Personal information
- Full name: Frederikke Hauge Mørcke
- Born: Frederikke Hauge Matthiesen 3 October 2000 (age 25)
- Spouse: Nicolai Mørcke ​(m. 2025)​

Sport
- Country: Denmark
- Sport: Canoe sprint
- Event: K–1 200, K–2 500

Medal record
Women's canoe sprint
Representing Denmark
World Championships
| Gold medal – first place | 2023 Duisburg | K-2 500 m |
| Gold medal – first place | 2026 Poznań | K-1 200 m |
European Championships
| Gold medal – first place | 2021 Poznań | K-1 200 m |
| Gold medal – first place | 2021 Poznań | K-1 500 m |
| Gold medal – first place | 2026 Montemor-o-Velho | K-1 200 m |
| Silver medal – second place | 2022 Munich | K-4 500 m |
European Games
| Silver medal – second place | 2023 Kraków-Małopolska | K-2 500 m |
| Bronze medal – third place | 2023 Kraków-Małopolska | K-4 500 m |

= Frederikke Mørcke =

Danish canoeist (born 2000)

Frederikke Hauge Mørcke (née Matthiesen; born 3 October 2000) is a Danish sprint canoeist. She represented Denmark at the 2024 Summer Olympics.

==Career==
In June 2023, Matthiesen competed at the 2023 European Games and won a silver medal in the K-2 500 metres, along with Emma Jørgensen, and a bronze medal in the K-4 500 metres. In August 2023, she competed at the 2023 ICF Canoe Sprint World Championships and won a gold medal in the K-2 500 metres, with a time of 1:39.586, along with Jørgensen.

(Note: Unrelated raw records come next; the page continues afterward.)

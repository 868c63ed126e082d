use ramhorns::Template;

use crate::assets::{asset_url_or, PLACEHOLDER_CERTIFICATE};
use crate::error::Result;
use crate::model::Certification;
use crate::text_utils::format_long_date;
use crate::view::parse_template;

#[derive(ramhorns::Content)]
struct CertificationItem<'a> {
    title: &'a str,
    issuer: &'a str,
    date: String,
    image_url: String,
    credential_id: &'a str,
    verification_link: &'a str,
}

#[derive(ramhorns::Content)]
struct CertificationsPage<'a> {
    certifications: Vec<CertificationItem<'a>>,
}

pub struct CertificationRenderer<'a> {
    pub template: Template<'a>,
}

impl CertificationRenderer<'_> {
    pub fn new(certifications_tpl_src: &str) -> Result<CertificationRenderer> {
        Ok(CertificationRenderer {
            template: parse_template("certifications", certifications_tpl_src)?,
        })
    }

    /// Renders in the given order. Callers sort with [`crate::post_filter::sort_certifications`].
    pub fn render(&self, certifications: &[Certification], assets_base_url: &str) -> String {
        let certifications = certifications.iter()
            .map(|cert| CertificationItem {
                title: cert.title.as_str(),
                issuer: cert.issuer.as_str(),
                date: format_long_date(&cert.date),
                image_url: asset_url_or(assets_base_url, cert.image_path.as_deref(), PLACEHOLDER_CERTIFICATE),
                credential_id: cert.credential_id.as_deref().unwrap_or(""),
                verification_link: cert.verification_link.as_deref().unwrap_or(""),
            })
            .collect();

        self.template.render(&CertificationsPage { certifications })
    }
}

#[cfg(test)]
mod tests {
    use chrono::NaiveDate;

    use crate::post_filter::sort_certifications;

    use super::*;

    fn cert(id: u64, title: &str, date: (i32, u32, u32)) -> Certification {
        Certification {
            id,
            title: title.to_string(),
            issuer: "Org".to_string(),
            date: NaiveDate::from_ymd_opt(date.0, date.1, date.2).unwrap(),
            image_path: None,
            verification_link: None,
            credential_id: None,
        }
    }

    #[test]
    fn render_certifications() {
        let renderer = CertificationRenderer::new(
            "{{#certifications}}{{title}} {{date}} {{image_url}}{{#credential_id}} ID: x{{/credential_id}};{{/certifications}}"
        ).unwrap();
        let mut certs = vec![cert(1, "Old", (2021, 6, 1)), cert(2, "New", (2023, 1, 10))];
        certs[1].credential_id = Some("ABC".to_string());
        sort_certifications(&mut certs);

        assert_eq!(renderer.render(&certs, "/uploads"),
                   "New January 10, 2023 https://placehold.co/600x400 ID: x;Old June 1, 2021 https://placehold.co/600x400;");
    }
}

In May 2024, she was selected to represent Denmark at the 2024 Summer Olympics. She competed in the K-2 500 metres and was eliminated in the quarterfinals.

In June 2026, Mørcke competed at the 2026 Canoe Sprint European Championships and won a gold medal in the K-1 200 metres.

==Personal life==
Matthiesen married fellow canoeist Nicolai Mørcke in September 2025.